● **Listed records**:
use std::sync::{Arc, Mutex, MutexGuard, OnceLock};

use tokio::task::JoinSet;

use crate::animator;
use crate::gesture::SwingDirection;
use crate::leaves::LeafRegistry;
use crate::render::{LeafHandle, SvgDocument};
use crate::{DopplerError, Result};

/// Lifecycle state of the tree.
///
/// `Init` holds until the leaf registry is attached; `Stop` is the only
/// state a new swing may start from; `Left` and `Right` are the transient
/// busy states while a swing is in flight. There is no terminal state.
#[derive(Debug, Clone, Copy, PartialEq, Eq)]
pub enum TreeState {
    Init,
    Stop,
    Left,
    Right,
}

impl From<SwingDirection> for TreeState {
    fn from(direction: SwingDirection) -> Self {
        match direction {
            SwingDirection::Left => TreeState::Left,
            SwingDirection::Right => TreeState::Right,
        }
    }
}

struct TreeInner<H> {
    state: Mutex<TreeState>,
    registry: OnceLock<LeafRegistry<H>>,
}

/// The tree itself: the swing state machine plus the attached leaves.
///
/// Cheap to clone; clones share one state machine, so a swing can run as a
/// spawned task while the event loop keeps consuming samples.
pub struct DopplerTree<H> {
    inner: Arc<TreeInner<H>>,
}

impl<H> Clone for DopplerTree<H> {
    fn clone(&self) -> Self {
        Self {
            inner: Arc::clone(&self.inner),
        }
    }
}

impl<H: LeafHandle + 'static> std::fmt::Debug for DopplerTree<H> {
    fn fmt(&self, f: &mut std::fmt::Formatter<'_>) -> std::fmt::Result {
        f.debug_struct("DopplerTree")
            .field("state", &self.state().ok())
            .field("leaf_count", &self.leaf_count())
            .finish()
    }
}

impl<H: LeafHandle + 'static> DopplerTree<H> {
    /// Creates an inert tree in `Init` with no leaves attached.
    pub fn new() -> Self {
        Self {
            inner: Arc::new(TreeInner {
                state: Mutex::new(TreeState::Init),
                registry: OnceLock::new(),
            }),
        }
    }

    /// Loads the leaf geometry document against the rendering layer and
    /// attaches the result. On any error the caller is left without a tree;
    /// keeping an inert [`DopplerTree::new`] around instead is the designed
    /// fallback (the tree stays `Init` and drops every gesture).
    pub fn load<D>(document: &D, data: &str) -> Result<Self>
    where
        D: SvgDocument<Handle = H>,
    {
        let tree = Self::new();
        tree.attach_leaves(LeafRegistry::load(document, data)?)?;
        Ok(tree)
    }

    /// Attaches the loaded registry and fires the one `Init` → `Stop`
    /// transition. The registry is set exactly once and must be non-empty;
    /// a swing over zero leaves would settle instantly and mean nothing.
    pub fn attach_leaves(&self, registry: LeafRegistry<H>) -> Result<()> {
        if registry.is_empty() {
            return Err(DopplerError::msg("leaf registry is empty"));
        }
        self.inner
            .registry
            .set(registry)
            .map_err(|_| DopplerError::msg("leaves are already attached"))?;

        let mut state = self.lock_state()?;
        if *state == TreeState::Init {
            *state = TreeState::Stop;
        }
        Ok(())
    }

    /// Current lifecycle state.
    pub fn state(&self) -> Result<TreeState> {
        Ok(*self.lock_state()?)
    }

    /// Number of attached leaves; zero before load completes.
    pub fn leaf_count(&self) -> usize {
        self.inner.registry.get().map(LeafRegistry::len).unwrap_or(0)
    }

    /// Runs one full swing in the requested direction.
    ///
    /// Accepted only from `Stop`; from any other state the gesture is
    /// silently dropped (no queueing). On acceptance every leaf animates
    /// concurrently and the state settles back to `Stop` once all of them
    /// have finished. If any leaf fails, the settle-back transition is
    /// skipped and the error returned: the tree stays busy and keeps
    /// dropping gestures, which is the known failure mode of the rendering
    /// layer misbehaving.
    pub async fn request_swing(&self, direction: SwingDirection) -> Result<()> {
        {
            let mut state = self.lock_state()?;
            match *state {
                TreeState::Stop => {}
                TreeState::Init | TreeState::Left | TreeState::Right => {
                    tracing::debug!(?direction, state = ?*state, "gesture dropped");
                    return Ok(());
                }
            }
            *state = direction.into();
        }
        tracing::info!(?direction, "swing");

        let Some(registry) = self.inner.registry.get() else {
            // Unreachable: `Stop` is only entered after attach.
            return Ok(());
        };

        let mut swings = JoinSet::new();
        for index in 0..registry.len() {
            let inner = Arc::clone(&self.inner);
            swings.spawn(async move {
                // The registry is immutable once set, so indexing stays valid.
                let leaf = &inner.registry.get().expect("registry is attached").leaves()[index];
                animator::swing(leaf, direction).await
            });
        }

        // Once started, every leaf runs to completion; only afterwards do we
        // decide whether the swing settled cleanly.
        let mut failure = None;
        while let Some(joined) = swings.join_next().await {
            let result = match joined {
                Ok(result) => result,
                Err(err) => Err(DopplerError::Animation(err.to_string())),
            };
            if let Err(err) = result {
                if failure.is_none() {
                    failure = Some(err);
                }
            }
        }

        if let Some(err) = failure {
            tracing::warn!(%err, ?direction, "swing did not settle");
            return Err(err);
        }

        *self.lock_state()? = TreeState::Stop;
        Ok(())
    }

    fn lock_state(&self) -> Result<MutexGuard<'_, TreeState>> {
        self.inner
            .state
            .lock()
            .map_err(|_| DopplerError::msg("tree state has been poisoned"))
    }
}

impl<H: LeafHandle + 'static> Default for DopplerTree<H> {
    fn default() -> Self {
        Self::new()
    }
}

● **What the task asks**: Among the lines above, find those holding "LeafHandle" and copy each one.

● **Solution**:
use crate::render::{LeafHandle, SvgDocument};
impl<H: LeafHandle + 'static> std::fmt::Debug for DopplerTree<H> {
impl<H: LeafHandle + 'static> DopplerTree<H> {
impl<H: LeafHandle + 'static> Default for DopplerTree<H> {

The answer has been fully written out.